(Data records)
//! In-process stand-in for a real meter driver, used for dry runs and tests.

use super::{ConnectionOptions, DriverError, MeterDriver, Target};
use crate::process::RawTable;
use crate::schema::{DataClass, ValueType};
use chrono::{Duration as ChronoDuration, Utc};
use std::{
    collections::HashMap,
    sync::atomic::{AtomicUsize, Ordering},
    thread,
    time::Duration,
};
use tracing::debug;

const MAX_SIMULATED_ROWS: u32 = 96;

/// Scripted behaviour for one meter address.
#[derive(Clone, Debug)]
pub enum Script {
    /// `connect` fails with this reason.
    Refuse(String),
    /// `read` fails with a device status.
    DeviceFault { code: i32, message: String },
    /// `read` returns this table verbatim, whatever register code was asked for.
    Table(RawTable),
}

#[derive(Clone, Copy, Debug, Default, PartialEq, Eq)]
pub struct DriverStats {
    pub connects: usize,
    pub closes: usize,
    pub open: usize,
    pub peak_open: usize,
}

pub struct SimSession {
    address: String,
    rows: u32,
}

/// Answers every read with a synthetic table built from the data-class catalogue,
/// unless a [`Script`] for the address says otherwise.
#[derive(Default)]
pub struct SimulatedDriver {
    scripts: HashMap<String, Script>,
    latency: Duration,
    connects: AtomicUsize,
    closes: AtomicUsize,
    open: AtomicUsize,
    peak_open: AtomicUsize,
}

impl SimulatedDriver {
    pub fn new() -> Self {
        Self::default()
    }

    pub fn script(mut self, address: impl Into<String>, script: Script) -> Self {
        self.scripts.insert(address.into(), script);
        self
    }

    /// Block each `read` for `latency`, like a slow meter link.
    pub fn with_latency(mut self, latency: Duration) -> Self {
        self.latency = latency;
        self
    }

    pub fn stats(&self) -> DriverStats {
        DriverStats {
            connects: self.connects.load(Ordering::SeqCst),
            closes: self.closes.load(Ordering::SeqCst),
            open: self.open.load(Ordering::SeqCst),
            peak_open: self.peak_open.load(Ordering::SeqCst),
        }
    }
}

impl MeterDriver for SimulatedDriver {
    type Session = SimSession;

    fn connect(
        &self,
        target: &Target,
        options: &ConnectionOptions,
    ) -> Result<SimSession, DriverError> {
        if let Some(Script::Refuse(reason)) = self.scripts.get(&target.address) {
            return Err(DriverError::Connection(reason.clone()));
        }
        self.connects.fetch_add(1, Ordering::SeqCst);
        let now_open = self.open.fetch_add(1, Ordering::SeqCst) + 1;
        self.peak_open.fetch_max(now_open, Ordering::SeqCst);
        debug!(address = %target.address, port = target.port, "simulated session opened");
        Ok(SimSession {
            address: target.address.clone(),
            rows: options.max_entries.clamp(1, MAX_SIMULATED_ROWS),
        })
    }

    fn read(&self, session: &mut SimSession, register_code: &str) -> Result<RawTable, DriverError> {
        if !self.latency.is_zero() {
            thread::sleep(self.latency);
        }
        match self.scripts.get(&session.address) {
            Some(Script::DeviceFault { code, message }) => Err(DriverError::Device {
                code: *code,
                message: message.clone(),
            }),
            Some(Script::Table(table)) => Ok(table.clone()),
            _ => Ok(synthesize(&session.address, session.rows, register_code)),
        }
    }

    fn close(&self, _session: SimSession) {
        self.closes.fetch_add(1, Ordering::SeqCst);
        self.open.fetch_sub(1, Ordering::SeqCst);
    }
}

/// Deterministic table for `register_code`. Known profile codes get one column per
/// schema field; anything else gets a single column named after the code.
fn synthesize(address: &str, rows: u32, register_code: &str) -> RawTable {
    let seed = address.bytes().map(u64::from).sum::<u64>();
    let columns: Vec<(String, ValueType)> = match DataClass::from_register_code(register_code) {
        Some(class) => class
            .schema()
            .iter()
            .map(|f| (f.register_code.to_string(), f.value_type))
            .collect(),
        None => vec![(register_code.to_string(), ValueType::Decimal)],
    };

    let start = Utc::now() - ChronoDuration::minutes(15 * i64::from(rows));
    let data: Vec<Vec<String>> = (0..rows)
        .map(|r| {
            columns
                .iter()
                .enumerate()
                .map(|(c, (_, ty))| {
                    let n = seed + u64::from(r) * 7 + c as u64;
                    match ty {
                        ValueType::Text => (start + ChronoDuration::minutes(15 * i64::from(r)))
                            .format("%Y-%m-%d %H:%M:%S")
                            .to_string(),
                        ValueType::Decimal => format!("{:.2}", n as f64 * 1.25),
                        ValueType::SmallUnsigned => (n % 256).to_string(),
                        ValueType::U16 => (n % 65_536).to_string(),
                        ValueType::U32 | ValueType::Integer => n.to_string(),
                    }
                })
                .collect()
        })
        .collect();

    RawTable::new(columns.into_iter().map(|(label, _)| label).collect(), data)
}
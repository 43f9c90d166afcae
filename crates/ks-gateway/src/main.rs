//! kubeshell gateway daemon
//!
//! Provisions per-user environments in the cluster and relays interactive
//! SSH shells to WebSocket clients.

use std::path::PathBuf;
use std::sync::Arc;

use anyhow::{Context, Result};
use clap::{Parser, Subcommand};
use tokio_util::sync::CancellationToken;
use tracing_subscriber::{layer::SubscriberExt, util::SubscriberInitExt};

use ks_core::config::{self, GatewayConfig};
use ks_gateway::auth::{hash_password, StaticUsers};
use ks_gateway::cluster::KubeClient;
use ks_gateway::ssh::RusshTransport;
use ks_gateway::GatewayState;

#[derive(Parser)]
#[command(name = "ks-gateway")]
#[command(about = "kubeshell gateway daemon")]
#[command(version)]
struct Args {
    /// Path to configuration file
    #[arg(short, long)]
    config: Option<PathBuf>,

    /// Bind address (overrides config)
    #[arg(short, long)]
    bind: Option<String>,

    /// Run in foreground with verbose output
    #[arg(short, long)]
    foreground: bool,

    /// Log level (error, warn, info, debug, trace)
    #[arg(long, default_value = "info")]
    log_level: String,

    #[command(subcommand)]
    command: Option<Command>,
}

#[derive(Subcommand)]
enum Command {
    /// Print the password hash to put in the users table
    HashPassword {
        /// Password to hash
        password: String,
    },
    /// Write a default configuration file
    InitConfig {
        /// Overwrite an existing file
        #[arg(long)]
        force: bool,
    },
}

#[tokio::main]
async fn main() -> Result<()> {
    let args = Args::parse();

    match &args.command {
        Some(Command::HashPassword { password }) => {
            println!("{}", hash_password(password));
            return Ok(());
        }
        Some(Command::InitConfig { force }) => {
            let path = args.config.clone().unwrap_or_else(config::default_config_path);
            if path.exists() && !force {
                anyhow::bail!("{:?} already exists (use --force to overwrite)", path);
            }
            config::save_config(&path, &GatewayConfig::default())
                .with_context(|| format!("Failed to write config to {:?}", path))?;
            println!("Wrote default configuration to {}", path.display());
            return Ok(());
        }
        None => {}
    }

    // Initialize logging
    let log_level = if args.foreground { "debug" } else { &args.log_level };
    tracing_subscriber::registry()
        .with(tracing_subscriber::EnvFilter::new(
            std::env::var("RUST_LOG").unwrap_or_else(|_| log_level.into()),
        ))
        .with(tracing_subscriber::fmt::layer())
        .init();

    tracing::info!("kubeshell gateway starting...");

    // Load configuration
    let config: GatewayConfig = if let Some(config_path) = &args.config {
        config::load_config(config_path)
            .with_context(|| format!("Failed to load config from {:?}", config_path))?
    } else {
        let default_path = config::default_config_path();
        if default_path.exists() {
            config::load_config(&default_path).unwrap_or_else(|e| {
                tracing::warn!("Failed to load config from {:?}: {}", default_path, e);
                GatewayConfig::default()
            })
        } else {
            tracing::info!("Using default configuration");
            GatewayConfig::default()
        }
    };

    // Override bind address if specified
    let bind_addr = args.bind.clone().unwrap_or_else(|| config.bind_address.clone());

    let users = StaticUsers::from_entries(&config.users).context("Invalid users table")?;
    if users.is_empty() {
        tracing::warn!("No users configured - every login will be rejected");
    } else {
        tracing::info!("Loaded {} users", users.len());
    }

    let cluster = KubeClient::from_config(&config.cluster).context("Invalid cluster config")?;
    tracing::info!("Using cluster API at {}", config.cluster.api_url);
    if config.cluster.node_host.is_none() {
        tracing::warn!("No node host configured - endpoints will carry only the node port");
    }

    let transport = RusshTransport::new(config.connect_timeout, config.output_buffer);

    let state = Arc::new(GatewayState::new(
        config,
        Arc::new(users),
        Arc::new(cluster),
        Arc::new(transport),
    ));

    // Create cancellation token for graceful shutdown
    let cancel = CancellationToken::new();

    // Setup signal handlers
    let cancel_clone = cancel.clone();
    tokio::spawn(async move {
        let ctrl_c = tokio::signal::ctrl_c();

        #[cfg(unix)]
        let terminate = async {
            match tokio::signal::unix::signal(tokio::signal::unix::SignalKind::terminate()) {
                Ok(mut signal) => {
                    signal.recv().await;
                }
                Err(e) => {
                    tracing::error!("Failed to install SIGTERM handler: {}", e);
                    std::future::pending::<()>().await;
                }
            }
        };

        #[cfg(not(unix))]
        let terminate = std::future::pending::<()>();

        tokio::select! {
            _ = ctrl_c => {
                tracing::info!("Received Ctrl+C, initiating shutdown...");
            }
            _ = terminate => {
                tracing::info!("Received SIGTERM, initiating shutdown...");
            }
        }

        cancel_clone.cancel();
    });

    ks_gateway::server::serve(&bind_addr, state, cancel).await?;

    tracing::info!("Gateway shutdown complete");
    Ok(())
}
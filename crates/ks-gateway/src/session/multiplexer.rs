//! Shell session multiplexing over registered connections

use std::sync::Arc;
use std::time::Duration;

use tokio::sync::{watch, RwLock};

use ks_core::traits::{ShellChannel, ShellOutput};
use ks_core::types::SessionInfo;
use ks_core::{ClientId, ConnectionId, GatewayError, SessionId, UpstreamError};

use crate::connection::ConnectionRegistry;

/// Snapshot of the session sequence published to subscribers
pub type SessionSnapshot = Arc<Vec<SessionInfo>>;

/// A tracked shell session
#[derive(Clone)]
pub struct SessionRecord {
    pub id: SessionId,
    pub client_id: ClientId,
    /// Connection the shell was opened on
    pub connection_id: ConnectionId,
    /// Input side of the shell
    pub channel: Arc<dyn ShellChannel>,
    pub is_open: bool,
}

impl SessionRecord {
    /// Serializable view without the channel
    pub fn info(&self) -> SessionInfo {
        SessionInfo {
            id: self.id,
            client_id: self.client_id.clone(),
            connection_id: self.connection_id,
            is_open: self.is_open,
        }
    }
}

struct MultiplexerInner {
    sessions: Vec<SessionRecord>,
    next_id: u64,
}

impl MultiplexerInner {
    fn snapshot(&self) -> SessionSnapshot {
        Arc::new(self.sessions.iter().map(SessionRecord::info).collect())
    }
}

/// Opens interactive shells on registered connections and routes client
/// input to them
pub struct SessionMultiplexer {
    registry: Arc<ConnectionRegistry>,
    open_timeout: Duration,
    inner: RwLock<MultiplexerInner>,
    updates: watch::Sender<SessionSnapshot>,
}

impl SessionMultiplexer {
    /// Create a new session multiplexer
    pub fn new(registry: Arc<ConnectionRegistry>, open_timeout: Duration) -> Self {
        let (updates, _) = watch::channel(Arc::new(Vec::new()));
        Self {
            registry,
            open_timeout,
            inner: RwLock::new(MultiplexerInner {
                sessions: Vec::new(),
                next_id: 0,
            }),
            updates,
        }
    }

    /// Open an interactive shell on a connection.
    ///
    /// The connection is not required to be open; a closed one fails in the
    /// transport. The session id is only assigned once the shell is up.
    /// Returns the session and the ordered stream of shell output.
    pub async fn open_shell_session(
        &self,
        connection_id: ConnectionId,
        client_id: &ClientId,
    ) -> Result<(SessionInfo, ShellOutput), GatewayError> {
        let connection = self
            .registry
            .get(connection_id)
            .await
            .ok_or_else(|| GatewayError::NotFound(format!("connection {}", connection_id)))?;

        let stream = match tokio::time::timeout(self.open_timeout, connection.handle.shell()).await
        {
            Ok(Ok(stream)) => stream,
            Ok(Err(e)) => {
                tracing::warn!("Failed to open shell on {}: {}", connection_id, e);
                return Err(e.into());
            }
            Err(_) => {
                tracing::warn!("Opening shell on {} timed out", connection_id);
                return Err(UpstreamError::Timeout("shell open").into());
            }
        };

        let info = {
            let mut inner = self.inner.write().await;
            let record = SessionRecord {
                id: SessionId(inner.next_id),
                client_id: client_id.clone(),
                connection_id,
                channel: stream.channel,
                is_open: true,
            };
            inner.next_id += 1;
            let info = record.info();
            inner.sessions.push(record);
            self.updates.send_replace(inner.snapshot());
            info
        };

        tracing::info!(
            "Opened shell {} on {} for client {}",
            info.id,
            connection_id,
            client_id
        );
        Ok((info, stream.output))
    }

    /// Write a client's message to its shell, byte for byte.
    ///
    /// The client's current connection must exist and be open, and the
    /// client must have an open session.
    pub async fn send_shell_message(
        &self,
        client_id: &ClientId,
        message: &[u8],
    ) -> Result<(), GatewayError> {
        let connection = self
            .registry
            .find_current(client_id)
            .await
            .ok_or_else(|| GatewayError::NotFound(format!("connection for client {}", client_id)))?;

        if !connection.is_open {
            return Err(GatewayError::ConnectionClosed(connection.id));
        }

        let session = self
            .find_open(client_id)
            .await
            .ok_or_else(|| GatewayError::NotFound(format!("shell for client {}", client_id)))?;

        tracing::trace!("Writing {} bytes to {}", message.len(), session.id);
        session.channel.write(message).await?;
        Ok(())
    }

    /// Close every open session of a client.
    ///
    /// Returns how many sessions this call closed.
    pub async fn close_client_sessions(&self, client_id: &ClientId) -> usize {
        let channels: Vec<(SessionId, Arc<dyn ShellChannel>)> = {
            let mut inner = self.inner.write().await;
            let closed: Vec<_> = inner
                .sessions
                .iter_mut()
                .filter(|s| s.is_open && &s.client_id == client_id)
                .map(|s| {
                    s.is_open = false;
                    (s.id, Arc::clone(&s.channel))
                })
                .collect();
            if !closed.is_empty() {
                self.updates.send_replace(inner.snapshot());
            }
            closed
        };

        for (id, channel) in &channels {
            if let Err(e) = channel.close().await {
                tracing::debug!("Error while closing shell {}: {}", id, e);
            }
            tracing::info!("Shell {} of client {} closed", id, client_id);
        }

        channels.len()
    }

    /// Mark a session closed after its remote end went away
    pub async fn mark_closed(&self, id: SessionId) {
        let mut inner = self.inner.write().await;
        if let Some(session) = inner.sessions.iter_mut().find(|s| s.id == id && s.is_open) {
            session.is_open = false;
            self.updates.send_replace(inner.snapshot());
        }
    }

    async fn find_open(&self, client_id: &ClientId) -> Option<SessionRecord> {
        let inner = self.inner.read().await;
        inner
            .sessions
            .iter()
            .find(|s| s.is_open && &s.client_id == client_id)
            .cloned()
    }

    /// Get a session by ID
    pub async fn get(&self, id: SessionId) -> Option<SessionInfo> {
        let inner = self.inner.read().await;
        inner
            .sessions
            .iter()
            .find(|s| s.id == id)
            .map(SessionRecord::info)
    }

    /// Current state of every session, in id order
    pub async fn snapshot(&self) -> SessionSnapshot {
        self.inner.read().await.snapshot()
    }

    /// Observe the session sequence
    pub fn subscribe(&self) -> watch::Receiver<SessionSnapshot> {
        self.updates.subscribe()
    }

    /// The id the next session will receive
    pub async fn next_id(&self) -> SessionId {
        SessionId(self.inner.read().await.next_id)
    }
}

* _TASK REQUIREMENTS_:
If a line in the data above includes the string "Ordering", copy it.

* _RESPONSE_:
    sync::atomic::{AtomicUsize, Ordering},
            connects: self.connects.load(Ordering::SeqCst),
            closes: self.closes.load(Ordering::SeqCst),
            open: self.open.load(Ordering::SeqCst),
            peak_open: self.peak_open.load(Ordering::SeqCst),
        self.connects.fetch_add(1, Ordering::SeqCst);
        let now_open = self.open.fetch_add(1, Ordering::SeqCst) + 1;
        self.peak_open.fetch_max(now_open, Ordering::SeqCst);
        self.closes.fetch_add(1, Ordering::SeqCst);
        self.open.fetch_sub(1, Ordering::SeqCst);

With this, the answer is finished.